▸ Given records
-------

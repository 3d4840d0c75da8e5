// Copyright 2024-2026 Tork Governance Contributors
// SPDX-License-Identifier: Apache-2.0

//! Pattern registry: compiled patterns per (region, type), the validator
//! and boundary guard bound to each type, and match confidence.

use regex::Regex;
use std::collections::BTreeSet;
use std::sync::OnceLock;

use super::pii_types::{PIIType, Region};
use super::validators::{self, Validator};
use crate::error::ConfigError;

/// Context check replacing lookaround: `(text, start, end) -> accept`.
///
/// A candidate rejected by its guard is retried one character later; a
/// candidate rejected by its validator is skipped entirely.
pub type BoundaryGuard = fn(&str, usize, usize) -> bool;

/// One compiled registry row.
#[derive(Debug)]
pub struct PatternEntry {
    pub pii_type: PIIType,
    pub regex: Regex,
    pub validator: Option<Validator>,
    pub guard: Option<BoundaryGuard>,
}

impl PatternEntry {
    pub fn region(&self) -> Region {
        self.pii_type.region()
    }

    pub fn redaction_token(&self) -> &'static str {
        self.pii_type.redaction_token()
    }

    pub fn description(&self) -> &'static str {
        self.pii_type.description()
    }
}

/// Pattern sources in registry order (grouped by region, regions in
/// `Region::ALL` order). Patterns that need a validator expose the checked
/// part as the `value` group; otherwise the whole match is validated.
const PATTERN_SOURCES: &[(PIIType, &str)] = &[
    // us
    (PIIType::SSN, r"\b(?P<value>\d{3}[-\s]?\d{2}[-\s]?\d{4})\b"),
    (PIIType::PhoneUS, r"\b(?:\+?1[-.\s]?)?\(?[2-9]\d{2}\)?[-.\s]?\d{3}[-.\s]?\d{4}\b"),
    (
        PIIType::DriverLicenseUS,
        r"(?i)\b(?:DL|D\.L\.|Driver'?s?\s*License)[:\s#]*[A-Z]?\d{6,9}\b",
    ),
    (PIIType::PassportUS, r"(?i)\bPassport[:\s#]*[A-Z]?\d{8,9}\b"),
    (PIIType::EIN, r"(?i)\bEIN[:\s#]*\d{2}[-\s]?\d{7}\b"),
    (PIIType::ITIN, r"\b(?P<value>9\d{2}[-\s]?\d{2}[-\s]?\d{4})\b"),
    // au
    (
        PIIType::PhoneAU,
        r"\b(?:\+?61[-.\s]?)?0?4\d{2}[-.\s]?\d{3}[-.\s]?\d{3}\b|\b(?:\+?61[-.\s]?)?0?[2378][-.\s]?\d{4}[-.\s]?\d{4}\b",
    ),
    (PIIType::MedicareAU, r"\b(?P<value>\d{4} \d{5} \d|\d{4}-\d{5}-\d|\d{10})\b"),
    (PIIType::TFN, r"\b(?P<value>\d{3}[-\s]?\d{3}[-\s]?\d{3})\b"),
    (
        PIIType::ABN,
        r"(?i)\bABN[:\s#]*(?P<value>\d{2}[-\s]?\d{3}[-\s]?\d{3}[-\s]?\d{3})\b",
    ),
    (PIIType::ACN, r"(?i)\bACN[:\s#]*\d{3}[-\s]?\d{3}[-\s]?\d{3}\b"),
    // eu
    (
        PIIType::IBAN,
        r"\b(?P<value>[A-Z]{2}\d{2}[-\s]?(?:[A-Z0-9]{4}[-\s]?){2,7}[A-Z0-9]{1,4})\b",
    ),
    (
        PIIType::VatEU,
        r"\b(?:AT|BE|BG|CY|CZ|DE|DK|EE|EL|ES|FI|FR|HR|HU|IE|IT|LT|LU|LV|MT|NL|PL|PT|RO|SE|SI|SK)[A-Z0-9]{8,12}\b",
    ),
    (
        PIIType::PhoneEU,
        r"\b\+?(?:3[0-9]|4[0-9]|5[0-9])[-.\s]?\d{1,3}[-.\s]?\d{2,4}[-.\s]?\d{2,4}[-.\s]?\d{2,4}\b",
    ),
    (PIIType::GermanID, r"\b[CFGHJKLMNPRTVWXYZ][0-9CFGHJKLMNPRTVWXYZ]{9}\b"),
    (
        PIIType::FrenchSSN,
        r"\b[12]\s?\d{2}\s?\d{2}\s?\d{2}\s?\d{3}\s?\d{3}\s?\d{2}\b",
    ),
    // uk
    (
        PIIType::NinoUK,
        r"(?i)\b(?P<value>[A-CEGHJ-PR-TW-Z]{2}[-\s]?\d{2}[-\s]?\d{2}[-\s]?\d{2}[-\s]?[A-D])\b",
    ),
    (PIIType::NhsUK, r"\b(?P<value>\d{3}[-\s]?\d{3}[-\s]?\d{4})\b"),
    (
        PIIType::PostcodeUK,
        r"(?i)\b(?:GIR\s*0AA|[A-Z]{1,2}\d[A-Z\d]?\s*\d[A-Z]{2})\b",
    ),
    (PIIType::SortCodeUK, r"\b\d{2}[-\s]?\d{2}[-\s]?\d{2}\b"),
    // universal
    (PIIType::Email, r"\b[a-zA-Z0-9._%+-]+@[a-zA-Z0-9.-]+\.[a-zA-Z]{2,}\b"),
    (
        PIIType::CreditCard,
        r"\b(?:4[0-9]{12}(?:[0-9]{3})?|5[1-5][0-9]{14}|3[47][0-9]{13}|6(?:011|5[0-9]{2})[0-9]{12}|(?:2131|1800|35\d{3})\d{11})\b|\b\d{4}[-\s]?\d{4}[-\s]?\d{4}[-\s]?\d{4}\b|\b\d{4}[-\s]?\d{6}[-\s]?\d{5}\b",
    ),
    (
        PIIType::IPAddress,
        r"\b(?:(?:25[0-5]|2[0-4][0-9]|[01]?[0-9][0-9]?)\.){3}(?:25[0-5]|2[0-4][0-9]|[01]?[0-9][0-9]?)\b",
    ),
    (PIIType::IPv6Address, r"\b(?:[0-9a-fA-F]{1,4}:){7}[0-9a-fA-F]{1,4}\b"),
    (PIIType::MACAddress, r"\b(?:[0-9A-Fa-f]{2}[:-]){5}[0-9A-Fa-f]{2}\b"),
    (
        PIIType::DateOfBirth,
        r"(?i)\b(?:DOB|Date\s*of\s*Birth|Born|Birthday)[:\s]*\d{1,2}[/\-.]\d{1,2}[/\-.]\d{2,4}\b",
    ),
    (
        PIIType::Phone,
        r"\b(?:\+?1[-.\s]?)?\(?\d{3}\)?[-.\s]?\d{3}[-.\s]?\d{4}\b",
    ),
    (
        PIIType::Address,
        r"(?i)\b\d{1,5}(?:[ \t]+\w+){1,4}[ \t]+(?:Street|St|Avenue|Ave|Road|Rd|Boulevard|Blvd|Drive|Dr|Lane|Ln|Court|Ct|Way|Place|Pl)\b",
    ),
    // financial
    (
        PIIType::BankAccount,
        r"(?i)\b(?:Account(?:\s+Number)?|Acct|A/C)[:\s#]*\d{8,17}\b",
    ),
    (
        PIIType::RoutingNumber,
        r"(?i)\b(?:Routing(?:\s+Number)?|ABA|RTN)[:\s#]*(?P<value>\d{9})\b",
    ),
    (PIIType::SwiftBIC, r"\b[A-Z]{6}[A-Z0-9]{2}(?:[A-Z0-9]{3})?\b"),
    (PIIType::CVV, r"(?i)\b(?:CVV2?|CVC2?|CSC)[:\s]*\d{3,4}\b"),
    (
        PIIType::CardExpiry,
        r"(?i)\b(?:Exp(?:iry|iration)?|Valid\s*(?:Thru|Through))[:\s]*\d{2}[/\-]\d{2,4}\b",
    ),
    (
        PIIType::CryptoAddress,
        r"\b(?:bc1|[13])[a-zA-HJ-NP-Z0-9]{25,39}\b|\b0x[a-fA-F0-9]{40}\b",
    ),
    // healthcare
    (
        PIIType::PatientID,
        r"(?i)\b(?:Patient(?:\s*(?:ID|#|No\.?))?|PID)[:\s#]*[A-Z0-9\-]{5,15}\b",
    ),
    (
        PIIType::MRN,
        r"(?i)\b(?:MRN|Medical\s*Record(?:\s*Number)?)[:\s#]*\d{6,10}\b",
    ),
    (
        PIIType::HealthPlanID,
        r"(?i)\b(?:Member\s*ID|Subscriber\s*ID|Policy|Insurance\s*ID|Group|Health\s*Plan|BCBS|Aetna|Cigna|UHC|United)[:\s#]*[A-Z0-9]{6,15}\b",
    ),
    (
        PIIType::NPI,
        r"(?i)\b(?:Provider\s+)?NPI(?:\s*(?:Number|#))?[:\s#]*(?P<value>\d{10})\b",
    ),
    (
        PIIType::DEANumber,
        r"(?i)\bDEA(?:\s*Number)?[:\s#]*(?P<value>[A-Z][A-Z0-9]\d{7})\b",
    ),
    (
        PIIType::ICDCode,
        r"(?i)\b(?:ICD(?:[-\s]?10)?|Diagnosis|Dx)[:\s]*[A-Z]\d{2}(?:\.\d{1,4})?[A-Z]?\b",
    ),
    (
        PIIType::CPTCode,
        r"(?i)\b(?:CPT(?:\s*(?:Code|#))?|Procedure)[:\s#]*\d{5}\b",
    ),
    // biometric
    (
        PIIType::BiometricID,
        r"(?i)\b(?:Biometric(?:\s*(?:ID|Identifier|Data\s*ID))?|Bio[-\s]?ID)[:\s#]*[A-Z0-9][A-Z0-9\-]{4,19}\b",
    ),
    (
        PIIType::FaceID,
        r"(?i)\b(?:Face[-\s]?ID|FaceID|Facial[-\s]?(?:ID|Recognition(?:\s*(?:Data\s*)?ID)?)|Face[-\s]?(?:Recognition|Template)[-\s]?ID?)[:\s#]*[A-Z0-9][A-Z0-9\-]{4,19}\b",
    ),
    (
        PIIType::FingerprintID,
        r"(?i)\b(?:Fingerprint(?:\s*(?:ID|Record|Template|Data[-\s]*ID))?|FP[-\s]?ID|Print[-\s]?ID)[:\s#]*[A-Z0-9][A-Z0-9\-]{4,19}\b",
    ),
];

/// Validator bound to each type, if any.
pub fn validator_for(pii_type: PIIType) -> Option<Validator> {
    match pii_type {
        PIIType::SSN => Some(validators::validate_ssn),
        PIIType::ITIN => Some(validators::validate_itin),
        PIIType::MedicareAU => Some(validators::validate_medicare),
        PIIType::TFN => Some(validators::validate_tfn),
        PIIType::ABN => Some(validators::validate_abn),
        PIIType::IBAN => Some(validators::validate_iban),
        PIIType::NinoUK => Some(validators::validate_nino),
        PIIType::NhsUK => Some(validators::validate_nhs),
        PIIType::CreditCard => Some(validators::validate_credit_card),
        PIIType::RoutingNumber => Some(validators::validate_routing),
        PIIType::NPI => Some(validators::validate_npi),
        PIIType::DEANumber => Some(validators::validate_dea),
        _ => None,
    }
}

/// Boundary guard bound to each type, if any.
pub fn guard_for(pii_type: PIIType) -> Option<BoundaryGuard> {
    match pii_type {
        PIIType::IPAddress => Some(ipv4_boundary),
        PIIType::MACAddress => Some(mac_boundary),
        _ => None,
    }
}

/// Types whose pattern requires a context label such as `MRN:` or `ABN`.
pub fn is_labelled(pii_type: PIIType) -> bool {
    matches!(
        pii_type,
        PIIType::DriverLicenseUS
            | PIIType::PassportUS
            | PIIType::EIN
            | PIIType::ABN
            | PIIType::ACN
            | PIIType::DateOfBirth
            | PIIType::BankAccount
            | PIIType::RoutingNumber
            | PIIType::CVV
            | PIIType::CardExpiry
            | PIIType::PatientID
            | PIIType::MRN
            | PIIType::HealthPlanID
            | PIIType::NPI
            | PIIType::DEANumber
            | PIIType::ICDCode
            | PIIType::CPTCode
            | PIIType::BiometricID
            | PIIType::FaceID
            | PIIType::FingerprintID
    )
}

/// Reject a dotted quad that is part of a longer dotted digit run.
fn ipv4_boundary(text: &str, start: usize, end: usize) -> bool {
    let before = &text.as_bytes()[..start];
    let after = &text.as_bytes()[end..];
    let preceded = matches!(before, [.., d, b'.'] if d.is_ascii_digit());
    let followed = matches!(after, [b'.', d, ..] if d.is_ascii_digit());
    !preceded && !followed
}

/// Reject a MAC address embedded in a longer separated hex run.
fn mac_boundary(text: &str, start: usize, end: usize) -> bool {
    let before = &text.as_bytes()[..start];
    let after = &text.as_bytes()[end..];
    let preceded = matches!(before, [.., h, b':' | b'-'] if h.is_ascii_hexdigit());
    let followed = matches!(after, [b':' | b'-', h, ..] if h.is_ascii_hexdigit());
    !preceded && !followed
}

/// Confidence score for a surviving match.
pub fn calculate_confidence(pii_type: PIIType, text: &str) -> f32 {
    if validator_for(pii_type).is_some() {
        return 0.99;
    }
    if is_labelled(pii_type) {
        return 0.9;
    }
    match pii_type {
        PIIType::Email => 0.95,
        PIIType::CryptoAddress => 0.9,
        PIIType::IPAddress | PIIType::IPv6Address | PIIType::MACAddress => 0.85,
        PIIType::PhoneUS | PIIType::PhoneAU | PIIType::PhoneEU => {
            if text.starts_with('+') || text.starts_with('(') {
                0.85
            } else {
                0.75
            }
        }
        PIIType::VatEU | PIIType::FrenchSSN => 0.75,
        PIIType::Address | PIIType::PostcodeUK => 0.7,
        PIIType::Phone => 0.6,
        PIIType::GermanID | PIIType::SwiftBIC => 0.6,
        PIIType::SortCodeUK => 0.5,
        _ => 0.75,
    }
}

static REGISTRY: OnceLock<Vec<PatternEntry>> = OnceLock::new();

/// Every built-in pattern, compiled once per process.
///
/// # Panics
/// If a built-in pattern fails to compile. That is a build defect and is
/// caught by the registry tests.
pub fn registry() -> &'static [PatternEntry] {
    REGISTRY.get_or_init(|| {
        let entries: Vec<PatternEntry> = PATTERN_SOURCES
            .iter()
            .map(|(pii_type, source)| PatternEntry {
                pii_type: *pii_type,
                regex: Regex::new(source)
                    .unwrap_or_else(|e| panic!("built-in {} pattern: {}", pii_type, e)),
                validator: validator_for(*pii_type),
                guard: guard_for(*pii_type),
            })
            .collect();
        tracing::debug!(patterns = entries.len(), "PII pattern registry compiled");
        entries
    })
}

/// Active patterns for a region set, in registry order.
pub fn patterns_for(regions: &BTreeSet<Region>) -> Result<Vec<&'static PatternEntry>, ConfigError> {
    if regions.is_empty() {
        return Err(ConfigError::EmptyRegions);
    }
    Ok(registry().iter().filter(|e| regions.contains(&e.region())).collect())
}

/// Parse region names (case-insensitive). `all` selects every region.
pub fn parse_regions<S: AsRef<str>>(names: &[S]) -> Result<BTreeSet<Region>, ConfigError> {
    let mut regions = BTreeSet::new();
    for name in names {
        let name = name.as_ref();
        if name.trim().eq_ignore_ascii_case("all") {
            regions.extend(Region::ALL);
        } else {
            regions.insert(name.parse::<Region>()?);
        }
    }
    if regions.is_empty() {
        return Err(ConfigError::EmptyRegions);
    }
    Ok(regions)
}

-------

▸ Exercise aim
Filter the entries above down to the lines containing the word "rejected".

▸ Output for this task
/// A candidate rejected by its guard is retried one character later; a
/// candidate rejected by its validator is skipped entirely.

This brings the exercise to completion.